2015-07-29

On Being Receptive To The Growth Other People Experience

How do you turn over a new leaf? How do you transition from being someone that you simply are to being someone that you aspire to be? How do grow as a person in such a way that there is an external change as well as an internal one?

For all the motivational material out there that is dedicated to weight loss, skills acquisition, goal seeking, and so forth, those things seem relatively easy to me. That is, they seem easy to me compared to the task of identifying personality traits that you wish to have, practicing them diligently, and coming out the other side as a person who recognizably possesses those traits.

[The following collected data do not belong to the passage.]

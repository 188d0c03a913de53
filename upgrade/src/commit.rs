//! All-or-nothing commit of a file's outputs.
//!
//! Contents are staged into temporary files created beside their targets;
//! targets are only replaced once every staged write has succeeded. Staged
//! files that are never persisted are removed when dropped.

use std::fs;
use std::io::{self, Write};
use std::path::{Path, PathBuf};

use tempfile::NamedTempFile;

/// A set of staged writes awaiting [`Commit::persist`].
#[derive(Debug, Default)]
pub struct Commit {
    staged: Vec<(NamedTempFile, PathBuf)>,
}

impl Commit {
    /// Creates an empty commit.
    #[must_use]
    pub fn new() -> Self {
        Self::default()
    }

    /// Writes `contents` to a temporary file next to `target`.
    ///
    /// If `target` already exists its permissions are carried over.
    ///
    /// # Errors
    ///
    /// Returns an error if the directory cannot be created or the temporary
    /// file cannot be written and synced.
    pub fn stage(&mut self, target: &Path, contents: &[u8]) -> io::Result<()> {
        let dir = match target.parent() {
            Some(p) if !p.as_os_str().is_empty() => p,
            _ => Path::new("."),
        };
        fs::create_dir_all(dir)?;

        let mut tmp = NamedTempFile::new_in(dir)?;
        tmp.write_all(contents)?;
        tmp.as_file().sync_all()?;
        if let Ok(meta) = fs::metadata(target) {
            fs::set_permissions(tmp.path(), meta.permissions())?;
        }

        self.staged.push((tmp, target.to_path_buf()));
        Ok(())
    }

    /// Number of staged writes.
    #[must_use]
    pub fn len(&self) -> usize {
        self.staged.len()
    }

    /// Returns true if nothing has been staged.
    #[must_use]
    pub fn is_empty(&self) -> bool {
        self.staged.is_empty()
    }

    /// Renames every staged file over its target, in staging order.
    ///
    /// Each rename is atomic but the sequence is not: if a later rename
    /// fails, targets renamed before it keep their new contents. Callers
    /// stage the file that is safe to land alone first.
    ///
    /// # Errors
    ///
    /// Returns the first rename failure. Files staged after the failing one
    /// are discarded.
    pub fn persist(self) -> io::Result<Vec<PathBuf>> {
        let mut written = Vec::with_capacity(self.staged.len());
        for (tmp, target) in self.staged {
            tmp.persist(&target).map_err(|e| e.error)?;
            written.push(target);
        }
        Ok(written)
    }
}

#[cfg(test)]
mod tests {
    use super::*;
    use tempfile::TempDir;

    #[test]
    fn nothing_is_visible_before_persist() {
        let dir = TempDir::new().expect("tempdir");
        let target = dir.path().join("a.ttl.headers");
        let mut commit = Commit::new();
        commit.stage(&target, b"{}").expect("stage");
        assert!(!target.exists());
        drop(commit);
        assert!(!target.exists());
        assert_eq!(fs::read_dir(dir.path()).expect("read dir").count(), 0);
    }

    #[test]
    fn persist_replaces_existing_targets() {
        let dir = TempDir::new().expect("tempdir");
        let first = dir.path().join("a.ttl");
        let second = dir.path().join("nested/a.ttl.headers");
        fs::write(&first, "old").expect("seed");

        let mut commit = Commit::new();
        commit.stage(&first, b"new").expect("stage first");
        commit.stage(&second, b"{}").expect("stage second");
        assert_eq!(commit.len(), 2);
        let written = commit.persist().expect("persist");

        assert_eq!(written, vec![first.clone(), second.clone()]);
        assert_eq!(fs::read_to_string(&first).expect("read"), "new");
        assert_eq!(fs::read_to_string(&second).expect("read"), "{}");
    }

    #[test]
    fn failed_rename_keeps_earlier_targets_and_drops_later_ones() {
        let dir = TempDir::new().expect("tempdir");
        let sidecar = dir.path().join("a.ttl.headers");
        let blocked = dir.path().join("a.ttl");

        let mut commit = Commit::new();
        commit.stage(&sidecar, b"{}").expect("stage sidecar");
        commit.stage(&blocked, b"rewritten").expect("stage description");
        // A non-empty directory cannot be replaced by a file rename.
        fs::create_dir(&blocked).expect("mkdir");
        fs::write(blocked.join("keep"), "x").expect("seed");

        assert!(commit.persist().is_err());
        assert_eq!(fs::read_to_string(&sidecar).expect("read"), "{}");
        assert!(blocked.is_dir());
        let leftovers = fs::read_dir(dir.path()).expect("read dir").count();
        assert_eq!(leftovers, 2);
    }
}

Suppose I wanted to be a kinder, friendlier person. Suppose I undertook to express kindness and friendliness to other people - to everyone - in a way I had never done before. Suppose I succeeded in changing my own personal definition of myself. In other words, suppose those kinder, friendlier traits I aspired to have became second nature to me through training, and vigilance, and reassessment, and doubling down, and so forth. Suppose I, a person not usually viewed as kind and friendly, did everything in my power to become a kind, friendly person.

How long do you think it would take for other people to notice? Would it matter whether they did notice? Are profound changes in personal behavior still significant if they go unnoticed by others? To what extent is external validation a requirement of personal change? 

These are inward considerations, by which I mean, these are questions that we as individuals must wrestle with as we endeavor to grow as human beings. (And growth is inevitable. Even if you don't want to grow, you will.) Still, there is only so much a person can do. Beyond that, the rest is up to others.

I think this is why it is so important to, if not forgive, give people a chance to change. 

Not everyone, of course - there are some people out there who may have hurt you so deeply that you no longer have any reason to give them additional chances. 

But for everyone else - those who have not hurt you especially badly - I think it's important to at least be receptive to the possibility that they may have grown, they may have changed, they may have turned over a new leaf. They may have done all the work on their side to improve their character, but what will it matter if you hold a grudge? By the simple act of expressing skepticism at their ability to change you have provided them a marginal incentive to go back to being the person that they were.

Maybe that's why forgiveness has always been considered a virtue. It's important to give people a way out of being villains; if we don't, then they may very well resign themselves to their villainy. I think that's what happens to some people who are criminally mentally ill, but if so, then it certainly must also happen to the rest of us, only to a lesser degree.

You must know someone who wants to turn over a new leaf. Do them a favor and give them a chance. You never know.